Online security is important.
With all the current news about identity theft, data breaches and similar risks, clients and donors are asking very smart questions about Databank donation forms.
Specifically, are Databank donation forms secure and why is the little green lock which indicates a secure page not always visible?
Yes, Databank donation forms are secure
The answer to the first part of that question, are they secure, is quite simple. Yes!
All Databank forms are secured using modern encryption techniques. You can verify this by looking at the address of your forms. You can see the address starts with https, this means it is secured using SSL and TLS.
Additionally, a little green lock is pictured alongside the URL, indicating the site is secured with SSL.
But, even though the form is secure, it may not appear that way to your online visitors.
|The s in https stands for secure. It is a signal that the webpage being viewed has been secured using modern encryption techniques.|
But where's the lock on my donation form?
If you have your forms embedded in your site using an iframe, they may not appear to be secure. When this happens, it is because while the form is secure, the page where that frame is being displayed is not.
When a browser displays the green lock, it is saying that everything on this page is secured with SSL. So even though your form is secure, if your website is not, the green lock will not display.
When a website has both http and https content, it is no longer considered secure.

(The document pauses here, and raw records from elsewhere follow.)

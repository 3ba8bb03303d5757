//! Timestamp value object for immutable points in time.

use chrono::{DateTime, Duration, TimeZone, Utc};
use serde::{Deserialize, Serialize};

/// Immutable point in time, always UTC.
#[derive(Debug, Clone, Copy, PartialEq, Eq, PartialOrd, Ord, Serialize, Deserialize)]
#[serde(transparent)]
pub struct Timestamp(DateTime<Utc>);

impl Timestamp {
    /// Creates a timestamp for the current moment.
    pub fn now() -> Self {
        Self(Utc::now())
    }

    /// Creates a timestamp from a DateTime<Utc>.
    pub fn from_datetime(dt: DateTime<Utc>) -> Self {
        Self(dt)
    }

    /// Creates a timestamp from Unix seconds, as delivered by chat events.
    ///
    /// Out-of-range values clamp to the Unix epoch.
    pub fn from_unix_secs(secs: i64) -> Self {
        Self(Utc.timestamp_opt(secs, 0).single().unwrap_or_default())
    }

    /// Returns the inner DateTime.
    pub fn as_datetime(&self) -> &DateTime<Utc> {
        &self.0
    }

    /// Returns the timestamp as Unix seconds.
    pub fn as_unix_secs(&self) -> i64 {
        self.0.timestamp()
    }

    /// Checks if this timestamp is before another.
    pub fn is_before(&self, other: &Timestamp) -> bool {
        self.0 < other.0
    }

    /// Returns true when more than `secs` seconds separate `self` from `now`.
    pub fn is_older_than(&self, secs: u64, now: &Timestamp) -> bool {
        now.0.signed_duration_since(self.0) > Duration::seconds(secs as i64)
    }

    /// Creates a new timestamp by adding the specified number of seconds.
    pub fn plus_secs(&self, secs: u64) -> Self {
        Self(self.0 + Duration::seconds(secs as i64))
    }
}

impl Default for Timestamp {
    fn default() -> Self {
        Self::now()
    }
}
//! Project reference as suggested by the language model.

use serde::{Deserialize, Serialize};

/// The project fields of a draft. Any subset may be filled; blanks mean
/// "unknown".
#[derive(Debug, Clone, Default, PartialEq, Eq, Serialize, Deserialize)]
pub struct ProjectHint {
    #[serde(default, skip_serializing_if = "String::is_empty")]
    pub id: String,
    #[serde(default, skip_serializing_if = "String::is_empty")]
    pub key: String,
    #[serde(default, skip_serializing_if = "String::is_empty")]
    pub name: String,
}

impl ProjectHint {
    pub fn new(id: impl Into<String>, key: impl Into<String>, name: impl Into<String>) -> Self {
        Self {
            id: id.into().trim().to_string(),
            key: key.into().trim().to_string(),
            name: name.into().trim().to_string(),
        }
    }

    /// A hint carrying only a key.
    pub fn from_key(key: impl Into<String>) -> Self {
        Self::new("", key, "")
    }

    pub fn is_empty(&self) -> bool {
        self.id.is_empty() && self.key.is_empty() && self.name.is_empty()
    }

    /// Non-empty candidates in precedence order: id, key, name.
    pub fn candidates(&self) -> impl Iterator<Item = &str> {
        [self.id.as_str(), self.key.as_str(), self.name.as_str()]
            .into_iter()
            .filter(|candidate| !candidate.is_empty())
    }

    /// The most specific raw value, shown when resolution fails.
    pub fn raw(&self) -> Option<&str> {
        self.candidates().next()
    }
}

#[cfg(test)]
mod tests {
    use super::*;

    #[test]
    fn candidates_skip_blanks_and_keep_order() {
        let hint = ProjectHint::new("", "APP", "Mobile App");
        let candidates: Vec<&str> = hint.candidates().collect();
        assert_eq!(candidates, vec!["APP", "Mobile App"]);
        assert_eq!(hint.raw(), Some("APP"));
    }

    #[test]
    fn blank_hint_is_empty() {
        let hint = ProjectHint::new(" ", "", "\t");
        assert!(hint.is_empty());
        assert_eq!(hint.raw(), None);
    }
}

Is there a risk to having my secure iframe in a non-secure site
There is some.
1) One risk is what's called a "man-in-the-middle attack". This is where a third-party inserts itself between your website and the end-user. In a fully secure https site, this doesn't happen because all traffic is encrypted. But a secure page embedded in an insecure page can still open itself up to certain versions of this.
2) Conversion rates are lower with pages that do not display https security. As donors become more aware of online security, they are increasingly looking for proof that their transaction is secure.
3) Search rankings are negatively affected by not having a secure site. In 2014, Google officially announced that having SSL / https enabled on your website will give it a minor boost in search results.
So what can I do about it?
There are a few options available if you would like to make sure that your donation forms give the appearance of being as secure as they already are.
1) Display the GeoTrust logo on your donation form.
While this will not make your own website secure, it will give a visual cue that your form has been secured using modern encryption techniques.
|You can turn on the Secured by GeoTrust seal in the Properties tab of your Form.
Please note, this seal cannot be customized. It is the seal of authenticity from GeoTrust and must be used as is.
2) Use a standalone donation form rather than embedding it.
All Databank forms are secure and use https. Sending people to a standalone form will send them away from your website, but they will see that you are sending them to a secure site for the donation. Your form templates can be customized too so that they match the look and feel of your site.
3) Get an SSL certificate.
Getting an SSL certificate for your website is the only way to have your secure Databank donation form embedded in your website and still display the secure green lock donors are looking for.
Interested in finding out more about getting an SSL certificate? Your site's hosting provider will be able to help. Note that you should get an SSL certificate that matches your site's name, even though it may cost more money than other options. The cheapest route, to use your hosting provider's general SSL certificate, can cause browser warnings because the certificate name and the name of your site don't match.